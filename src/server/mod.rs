//! Code Narrator web back-end.
//!
//! ## Overview
//!
//! The browser submits a GitHub repository URL. Each analysis endpoint
//! validates it, runs one of the Python analysis scripts, and resolves the
//! file the script wrote. A GitHub App webhook listener records pushes as
//! pending updates, which the browser polls so it can offer regeneration.
//!
//! ## Module Map
//!
//! ```text
//! ┌──────────┐   HTTP   ┌──────────────────────────────────────────────────┐
//! │ Browser  │ ───────> │  server.rs  (Router, TraceLayer, start_server)   │
//! │ (ui/)    │ <─────── │    └─ api.rs  (handlers, AppState, ApiError)     │
//! └──────────┘  polling │         │                                        │
//!                       │         │ ScriptRunner::run(ScriptInvocation)    │
//!                       │         v                                        │
//!                       │  scripts.rs  (ProcessRunner, failure mapping)    │
//!                       │         │                                        │
//!                       │         │ artifacts::locate(ArtifactQuery)       │
//!                       │         v                                        │
//!                       │  artifacts.rs (direct → standard → mtime scan)   │
//!                       └──────────────────────────────────────────────────┘
//! ┌──────────┐ webhook  ┌──────────────────────────────────────────────────┐
//! │  GitHub  │ ───────> │  webhook.rs  (HMAC check, WebhookEvent dispatch) │
//! │          │ <─────── │    ├─ pending.rs (PendingUpdates)                │
//! └──────────┘ REST API │    └─ github.rs  (GitHubGateway, app tokens)     │
//!                       └──────────────────────────────────────────────────┘
//! ```
//!
//! ## Supporting Modules
//!
//! | Module     | Responsibility                                           |
//! |------------|----------------------------------------------------------|
//! | `repo_url` | `parse_repo_url()` → `RepoRef`                           |
//! | `readme`   | strips model preamble from generated READMEs             |
//! | `extract`  | `JsonOrForm<T>` body extractor                           |
//! | `embedded` | statically embeds `ui/` (`rust-embed`)                   |

pub mod api;
pub mod artifacts;
pub mod embedded;
pub mod extract;
pub mod github;
pub mod pending;
pub mod readme;
pub mod repo_url;
pub mod scripts;
pub mod server;
pub mod webhook;

#[cfg(test)]
mod testing;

◆ ◆ ◆ ◆ ◆

• Exercise description: Search the data for the string "analysis". List each line that has it.

• Finished exercise:
//! The browser submits a GitHub repository URL. Each analysis endpoint
//! validates it, runs one of the Python analysis scripts, and resolves the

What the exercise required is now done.